Day of the Dead State

Jeff Berwick

LewRockwell.com, 19 January 2012

The most surprising thing about the recent downgrading of nine Eurozone countries by S&P is that anyone is surprised to hear that the government debt of any of these countries is risky!

From the Financial Times:

The eurozone debt crisis returned with a vengeance on Friday as Standard & Poor’s, the credit rating agency, downgraded France and Austria – two of the currency zone’s six triple A rated countries – as well as seven nations not in that top tier, among them Italy and Spain.

S&P, under political fire since it announced a review or eurozone debt in December, gave 14 of 16 countries – including France, Italy and Spain – a negative outlook, which it said meant a one-in-three chance for each country of a further downgrade this year or next.

It seems as though it is only a matter of time before they each fall to bankruptcy, no matter how many bailouts they can muster. It's almost enough to make us change our logo. But, we've always said the euro would fall before the US dollar. The dollar will be the last in what will be a crescendo of currency collapse.

What the students of the Austrian School (aka real economics) have understood since the turn of the 20th century was that this was the inevitable result of the pursuit of the socialist utopia where humans would not have a worry in the world, cared for from cradle to grave by the all knowing state.

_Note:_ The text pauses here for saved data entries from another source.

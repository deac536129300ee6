// SPDX-License-Identifier: Parity-7.0.0 OR PolyForm-Noncommercial-1.0.0
//! Descriptor sets and the layout that routes them into binding slots.

use super::program::{EffectBytecode, ResourceBinding, ResourceKind};
use crate::resources::{Buffer, SamplerState, Texture};
use std::sync::Arc;

/// One descriptor-set entry.
#[derive(Debug, Clone, PartialEq, Eq, Default)]
pub enum Descriptor {
    #[default]
    Empty,
    ShaderResource(Texture),
    Sampler(SamplerState),
    ConstantBuffer(Buffer),
}

/// A group of resources bound together.
///
/// Cloning is cheap; clones share entries and compare equal.
#[derive(Debug, Clone, PartialEq, Eq)]
pub struct DescriptorSet {
    entries: Arc<[Descriptor]>,
}

impl DescriptorSet {
    pub fn new(entries: Vec<Descriptor>) -> Self {
        DescriptorSet {
            entries: entries.into(),
        }
    }

    pub fn get(&self, entry: u32) -> Option<&Descriptor> {
        self.entries.get(entry as usize)
    }

    pub fn len(&self) -> usize {
        self.entries.len()
    }

    pub fn is_empty(&self) -> bool {
        self.entries.is_empty()
    }
}

/// Receives the bindings a [`ResourceLayout`] produces.
///
/// The command list implements this over its mirror; shader resources and
/// samplers are staged for the next draw, constant buffers are bound at once.
pub trait BindingTarget {
    fn set_shader_resource(&mut self, slot: u32, texture: Option<&Texture>);
    fn set_sampler(&mut self, slot: u32, sampler: Option<&SamplerState>);
    fn set_constant_buffer(&mut self, slot: u32, buffer: Option<&Buffer>);
}

/// Where each descriptor entry of a pipeline lands, sorted by set.
#[derive(Debug, Clone, PartialEq, Eq, Default)]
pub struct ResourceLayout {
    bindings: Vec<ResourceBinding>,
}

impl ResourceLayout {
    pub fn compile(bytecode: &EffectBytecode) -> Self {
        let mut bindings = bytecode.resource_bindings().to_vec();
        bindings.sort_by_key(|b| (b.set, b.entry));
        ResourceLayout { bindings }
    }

    pub fn is_empty(&self) -> bool {
        self.bindings.is_empty()
    }

    /// Routes `sets` into `target`.  Sets the layout doesn't mention are
    /// ignored; a missing set binds nothing.
    pub fn bind(&self, sets: &[Option<DescriptorSet>], target: &mut impl BindingTarget) {
        for binding in &self.bindings {
            let Some(Some(set)) = sets.get(binding.set as usize) else {
                continue;
            };
            let descriptor = set.get(binding.entry);
            match binding.kind {
                ResourceKind::ShaderResource => {
                    let texture = match descriptor {
                        Some(Descriptor::ShaderResource(t)) => Some(t),
                        _ => None,
                    };
                    target.set_shader_resource(binding.slot, texture);
                }
                ResourceKind::Sampler => {
                    let sampler = match descriptor {
                        Some(Descriptor::Sampler(s)) => Some(s),
                        _ => None,
                    };
                    target.set_sampler(binding.slot, sampler);
                }
                ResourceKind::ConstantBuffer => {
                    let buffer = match descriptor {
                        Some(Descriptor::ConstantBuffer(b)) => Some(b),
                        _ => None,
                    };
                    target.set_constant_buffer(binding.slot, buffer);
                }
            }
        }
    }
}

#[cfg(test)]
mod tests {
    use super::*;
    use crate::driver::{BufferId, TextureId};
    use crate::resources::{BufferDescription, BufferKind, SamplerStateDescription, TextureDescription};

    #[derive(Default)]
    struct Sink {
        srvs: Vec<(u32, Option<Texture>)>,
        samplers: Vec<(u32, Option<SamplerState>)>,
        buffers: Vec<(u32, Option<Buffer>)>,
    }

    impl BindingTarget for Sink {
        fn set_shader_resource(&mut self, slot: u32, texture: Option<&Texture>) {
            self.srvs.push((slot, texture.cloned()));
        }
        fn set_sampler(&mut self, slot: u32, sampler: Option<&SamplerState>) {
            self.samplers.push((slot, sampler.cloned()));
        }
        fn set_constant_buffer(&mut self, slot: u32, buffer: Option<&Buffer>) {
            self.buffers.push((slot, buffer.cloned()));
        }
    }

    #[test]
    fn entries_route_to_declared_slots() {
        let bytecode = EffectBytecode::new(1)
            .with_binding(ResourceBinding {
                set: 1,
                entry: 0,
                kind: ResourceKind::ConstantBuffer,
                slot: 4,
            })
            .with_binding(ResourceBinding {
                set: 0,
                entry: 1,
                kind: ResourceKind::Sampler,
                slot: 2,
            })
            .with_binding(ResourceBinding {
                set: 0,
                entry: 0,
                kind: ResourceKind::ShaderResource,
                slot: 2,
            });
        let layout = ResourceLayout::compile(&bytecode);

        let texture = Texture::from_existing(TextureDescription::new_2d(4, 4), TextureId(3), "t");
        let sampler = SamplerState::new(SamplerStateDescription::point_wrap());
        let buffer = Buffer::from_existing(
            BufferDescription::new(64, BufferKind::Constant),
            BufferId(8),
            "cb",
        );
        let sets = [
            Some(DescriptorSet::new(vec![
                Descriptor::ShaderResource(texture.clone()),
                Descriptor::Sampler(sampler.clone()),
            ])),
            Some(DescriptorSet::new(vec![Descriptor::ConstantBuffer(buffer.clone())])),
        ];
        let mut sink = Sink::default();
        layout.bind(&sets, &mut sink);
        assert_eq!(sink.srvs, vec![(2, Some(texture))]);
        assert_eq!(sink.samplers, vec![(2, Some(sampler))]);
        assert_eq!(sink.buffers, vec![(4, Some(buffer))]);
    }

    #[test]
    fn missing_sets_bind_nothing_and_wrong_kinds_unbind() {
        let bytecode = EffectBytecode::new(1)
            .with_binding(ResourceBinding {
                set: 0,
                entry: 0,
                kind: ResourceKind::ShaderResource,
                slot: 0,
            })
            .with_binding(ResourceBinding {
                set: 3,
                entry: 0,
                kind: ResourceKind::ConstantBuffer,
                slot: 0,
            });
        let layout = ResourceLayout::compile(&bytecode);
        let sets = [Some(DescriptorSet::new(vec![Descriptor::Empty]))];
        let mut sink = Sink::default();
        layout.bind(&sets, &mut sink);
        assert_eq!(sink.srvs, vec![(0, None)]);
        assert!(sink.buffers.is_empty());
    }
}
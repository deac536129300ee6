// SPDX-License-Identifier: Parity-7.0.0 OR PolyForm-Noncommercial-1.0.0
//! Textures and renderbuffers.

use crate::Error;
use crate::device::GraphicsDevice;
use crate::driver::{BufferId, BufferTarget, BufferUsageHint, Driver, TextureId, TextureTarget};
use crate::resources::sampler::SamplerState;
use std::fmt::{Debug, Formatter};
use std::hash::{Hash, Hasher};
use std::sync::Arc;
use std::sync::atomic::{AtomicBool, AtomicU64, Ordering};

#[derive(Debug, Clone, Copy, PartialEq, Eq, Hash)]
pub enum TextureDimension {
    Texture1D,
    Texture2D,
    Texture3D,
    TextureCube,
}

/// How the CPU is allowed to touch a resource.
#[derive(Debug, Clone, Copy, PartialEq, Eq, Hash, Default)]
pub enum ResourceUsage {
    #[default]
    Default,
    Immutable,
    /// CPU writes through `WriteDiscard` maps.
    Dynamic,
    /// CPU readback through a pixel-pack buffer.
    Staging,
}

#[derive(Debug, Clone, PartialEq, Eq, Hash)]
pub struct TextureDescription {
    pub dimension: TextureDimension,
    pub width: u32,
    pub height: u32,
    pub depth: u32,
    pub mip_levels: u32,
    pub array_size: u32,
    pub usage: ResourceUsage,
    pub render_target: bool,
    pub depth_stencil: bool,
    pub has_stencil: bool,
    /// Depth and stencil live in one packed surface.  When false, stencil gets
    /// its own renderbuffer.
    pub packed_depth_stencil: bool,
    pub shader_resource: bool,
    pub multisample_count: u32,
    /// Supplied by the format table.
    pub bytes_per_pixel: u32,
}

impl TextureDescription {
    pub fn new_2d(width: u32, height: u32) -> Self {
        TextureDescription {
            dimension: TextureDimension::Texture2D,
            width,
            height,
            depth: 1,
            mip_levels: 1,
            array_size: 1,
            usage: ResourceUsage::Default,
            render_target: false,
            depth_stencil: false,
            has_stencil: false,
            packed_depth_stencil: true,
            shader_resource: true,
            multisample_count: 1,
            bytes_per_pixel: 4,
        }
    }

    pub fn render_target(width: u32, height: u32) -> Self {
        TextureDescription {
            render_target: true,
            ..TextureDescription::new_2d(width, height)
        }
    }

    /// A depth buffer that isn't sampled, optionally with stencil.
    pub fn depth_stencil(width: u32, height: u32, has_stencil: bool) -> Self {
        TextureDescription {
            depth_stencil: true,
            has_stencil,
            shader_resource: false,
            ..TextureDescription::new_2d(width, height)
        }
    }

    pub fn with_mip_levels(mut self, mip_levels: u32) -> Self {
        self.mip_levels = mip_levels.max(1);
        self
    }

    pub fn with_array_size(mut self, array_size: u32) -> Self {
        self.array_size = array_size.max(1);
        self
    }

    pub fn with_dimension(mut self, dimension: TextureDimension) -> Self {
        self.dimension = dimension;
        if dimension == TextureDimension::TextureCube {
            self.array_size = 6;
        }
        self
    }

    pub fn with_depth(mut self, depth: u32) -> Self {
        self.depth = depth.max(1);
        self
    }

    pub fn with_usage(mut self, usage: ResourceUsage) -> Self {
        self.usage = usage;
        self
    }

    pub fn with_multisample(mut self, count: u32) -> Self {
        self.multisample_count = count.max(1);
        self
    }

    pub fn with_shader_resource(mut self, shader_resource: bool) -> Self {
        self.shader_resource = shader_resource;
        self
    }

    pub fn with_separate_stencil(mut self) -> Self {
        self.packed_depth_stencil = false;
        self
    }

    pub fn is_multisample(&self) -> bool {
        self.multisample_count > 1
    }

    /// Surfaces that are never sampled are created as renderbuffers.
    pub fn is_renderbuffer(&self) -> bool {
        (self.depth_stencil || self.is_multisample())
            && !self.shader_resource
            && self.dimension == TextureDimension::Texture2D
            && self.array_size == 1
    }

    pub fn target(&self) -> TextureTarget {
        if self.is_renderbuffer() {
            return TextureTarget::Renderbuffer;
        }
        match self.dimension {
            TextureDimension::Texture1D => TextureTarget::Texture1D,
            TextureDimension::Texture2D if self.is_multisample() => {
                TextureTarget::Texture2DMultisample
            }
            TextureDimension::Texture2D if self.array_size > 1 => TextureTarget::Texture2DArray,
            TextureDimension::Texture2D => TextureTarget::Texture2D,
            TextureDimension::Texture3D => TextureTarget::Texture3D,
            TextureDimension::TextureCube => TextureTarget::TextureCubeMap,
        }
    }

    pub fn mip_size(&self, mip_level: u32) -> [u32; 3] {
        [
            (self.width >> mip_level).max(1),
            (self.height >> mip_level).max(1),
            (self.depth >> mip_level).max(1),
        ]
    }

    pub fn row_pitch(&self, mip_level: u32) -> usize {
        self.mip_size(mip_level)[0] as usize * self.bytes_per_pixel as usize
    }

    pub fn slice_pitch(&self, mip_level: u32) -> usize {
        self.row_pitch(mip_level) * self.mip_size(mip_level)[1] as usize
    }

    pub fn subresource_size(&self, mip_level: u32) -> usize {
        self.slice_pitch(mip_level) * self.mip_size(mip_level)[2] as usize
    }

    /// Byte offset of `depth_slice` of `subresource` in a buffer holding every
    /// subresource back to back, mip-major within each array slice.
    pub fn buffer_offset(&self, subresource: u32, depth_slice: u32) -> usize {
        let mips = self.mip_levels.max(1);
        let preceding: usize = (0..subresource)
            .map(|s| self.subresource_size(s % mips))
            .sum();
        preceding + depth_slice as usize * self.slice_pitch(subresource % mips)
    }

    /// Size of a buffer holding every subresource.
    pub fn total_size(&self) -> usize {
        self.buffer_offset(self.array_size * self.mip_levels.max(1), 0)
    }
}

struct Shared {
    description: TextureDescription,
    texture_id: TextureId,
    stencil_id: TextureId,
    pixel_buffer: BufferId,
    pixel_buffer_frame: AtomicU64,
    discard_next_map: AtomicBool,
    /// Sampler whose parameters were last written to this texture; `None`
    /// until the first draw samples it.
    bound_sampler: wasm_safe_mutex::Mutex<Option<SamplerState>>,
    debug_name: String,
}

/// A shared texture handle.
///
/// Clones refer to the same GPU texture and compare equal; equality and
/// hashing go by identity, not by description.
#[derive(Clone)]
pub struct Texture {
    shared: Arc<Shared>,
}

impl Texture {
    /// Allocates the texture through the device's creation context.
    pub fn new<D: Driver>(
        device: &GraphicsDevice<D>,
        description: TextureDescription,
        debug_name: &str,
    ) -> Result<Texture, Error> {
        let target = description.target();
        if target == TextureTarget::Texture2DMultisample
            && !device.capabilities().has_multisample_textures
        {
            return Err(Error::MultisampleUnsupported);
        }
        let context = device.use_creation_context();
        let mut gl = context.driver();
        let size = [description.width, description.height, description.depth];
        let texture_id = if target == TextureTarget::Renderbuffer {
            let id = gl.gen_renderbuffer();
            gl.tex_storage(target, 1, size, description.multisample_count);
            id
        } else {
            let id = gl.gen_texture();
            gl.bind_texture(target, id);
            gl.tex_storage(
                target,
                description.mip_levels,
                size,
                description.multisample_count,
            );
            gl.bind_texture(target, TextureId::NONE);
            id
        };
        let stencil_id = if !description.has_stencil {
            TextureId::NONE
        } else if description.packed_depth_stencil {
            texture_id
        } else {
            let id = gl.gen_renderbuffer();
            gl.tex_storage(
                TextureTarget::Renderbuffer,
                1,
                size,
                description.multisample_count,
            );
            id
        };
        let pixel_buffer = if description.usage == ResourceUsage::Staging {
            let id = gl.gen_buffer();
            gl.bind_buffer(BufferTarget::PixelPack, id);
            gl.buffer_data(
                BufferTarget::PixelPack,
                description.total_size(),
                BufferUsageHint::StreamRead,
            );
            gl.bind_buffer(BufferTarget::PixelPack, BufferId::NONE);
            id
        } else {
            BufferId::NONE
        };
        drop(gl);
        drop(context);
        logwise::debuginternal_sync!(
            "created texture {name} as {id}",
            name = logwise::privacy::LogIt(&debug_name),
            id = texture_id.0
        );
        Ok(Texture::assemble(
            description,
            texture_id,
            stencil_id,
            pixel_buffer,
            debug_name,
        ))
    }

    /// Wraps a texture the platform already created, such as the window's
    /// back buffer.
    pub fn from_existing(
        description: TextureDescription,
        texture_id: TextureId,
        debug_name: &str,
    ) -> Texture {
        let stencil_id = if description.has_stencil {
            texture_id
        } else {
            TextureId::NONE
        };
        Texture::assemble(description, texture_id, stencil_id, BufferId::NONE, debug_name)
    }

    fn assemble(
        description: TextureDescription,
        texture_id: TextureId,
        stencil_id: TextureId,
        pixel_buffer: BufferId,
        debug_name: &str,
    ) -> Texture {
        Texture {
            shared: Arc::new(Shared {
                description,
                texture_id,
                stencil_id,
                pixel_buffer,
                pixel_buffer_frame: AtomicU64::new(0),
                discard_next_map: AtomicBool::new(false),
                bound_sampler: wasm_safe_mutex::Mutex::new(None),
                debug_name: debug_name.to_string(),
            }),
        }
    }

    pub fn description(&self) -> &TextureDescription {
        &self.shared.description
    }
    pub fn texture_id(&self) -> TextureId {
        self.shared.texture_id
    }
    /// Equal to [`Self::texture_id`] for packed depth-stencil surfaces.
    pub fn stencil_id(&self) -> TextureId {
        self.shared.stencil_id
    }
    pub fn target(&self) -> TextureTarget {
        self.shared.description.target()
    }
    pub fn width(&self) -> u32 {
        self.shared.description.width
    }
    pub fn height(&self) -> u32 {
        self.shared.description.height
    }
    pub fn mip_levels(&self) -> u32 {
        self.shared.description.mip_levels
    }
    pub fn has_mipmaps(&self) -> bool {
        self.shared.description.mip_levels > 1
    }
    pub fn is_depth_stencil(&self) -> bool {
        self.shared.description.depth_stencil
    }
    pub fn has_stencil(&self) -> bool {
        self.shared.description.has_stencil
    }
    pub fn is_multisample(&self) -> bool {
        self.shared.description.is_multisample()
    }
    pub fn is_renderbuffer(&self) -> bool {
        self.shared.description.is_renderbuffer()
    }
    pub fn usage(&self) -> ResourceUsage {
        self.shared.description.usage
    }
    pub fn debug_name(&self) -> &str {
        &self.shared.debug_name
    }

    pub(crate) fn pixel_buffer(&self) -> BufferId {
        self.shared.pixel_buffer
    }

    /// Frame in which the pixel-pack buffer was last filled.
    pub fn pixel_buffer_frame(&self) -> u64 {
        self.shared.pixel_buffer_frame.load(Ordering::Acquire)
    }

    pub(crate) fn set_pixel_buffer_frame(&self, frame: u64) {
        self.shared.pixel_buffer_frame.store(frame, Ordering::Release);
    }

    /// The next `WriteNoOverwrite` map is upgraded to `WriteDiscard`.
    ///
    /// Used by allocators that recycle a resource and want a rename instead of
    /// a GPU sync point.
    pub fn tag_discard_next_map(&self) {
        self.shared.discard_next_map.store(true, Ordering::Release);
    }

    pub(crate) fn take_discard_next_map(&self) -> bool {
        self.shared.discard_next_map.swap(false, Ordering::AcqRel)
    }

    pub(crate) fn bound_sampler(&self) -> Option<SamplerState> {
        self.shared.bound_sampler.lock_sync().clone()
    }

    pub(crate) fn set_bound_sampler(&self, sampler: Option<SamplerState>) {
        *self.shared.bound_sampler.lock_sync() = sampler;
    }
}

impl PartialEq for Texture {
    fn eq(&self, other: &Self) -> bool {
        Arc::ptr_eq(&self.shared, &other.shared)
    }
}
impl Eq for Texture {}

impl Hash for Texture {
    fn hash<H: Hasher>(&self, state: &mut H) {
        Arc::as_ptr(&self.shared).hash(state);
    }
}

impl Debug for Texture {
    fn fmt(&self, f: &mut Formatter<'_>) -> std::fmt::Result {
        f.debug_struct("Texture")
            .field("name", &self.shared.debug_name)
            .field("id", &self.shared.texture_id)
            .field("target", &self.target())
            .finish()
    }
}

The modern Welfare/Warfare state was born in the in late nineteenth-century Imperial Germany under Chancellor Otto von Bismarck – his intention was clear from the outset:

“My idea was to bribe the working classes, or shall I say, to win them over, to regard the state as a social institution existing for their sake and interested in their welfare”

Bet you never saw that quote in your government run schoolbooks. Frideric Howe, an admirer of the german systeml wrote that under that system, “The individual exists for the state, not the state for the individual.”

We are now witnessing the end result of the institutions of bribery and theft that swept the rest of the world in the first half of the 20th century.

Read full article.

Phi Beta Iota:  Where the libertarians and the advanced cybernetics, collective intelligence, and systems theory people come together is in the recognition that “management” or “command and control” do not scale.  Bottom up agility that can only be achived by having the greatest intelligence “on the edges” is the only means of achieving resilience in complex systems.  Those of us who saw the death of the state in 1970's (Richard Falk a leading light) made the cardinal mistake of thinking that something BIGGER was needed–world government.  Now we recognize that we must reverse a century of increasingly corrupt centralization of power; that the preconditions of revolution are created by the overconcentration of power, wealth, corruption, and evil.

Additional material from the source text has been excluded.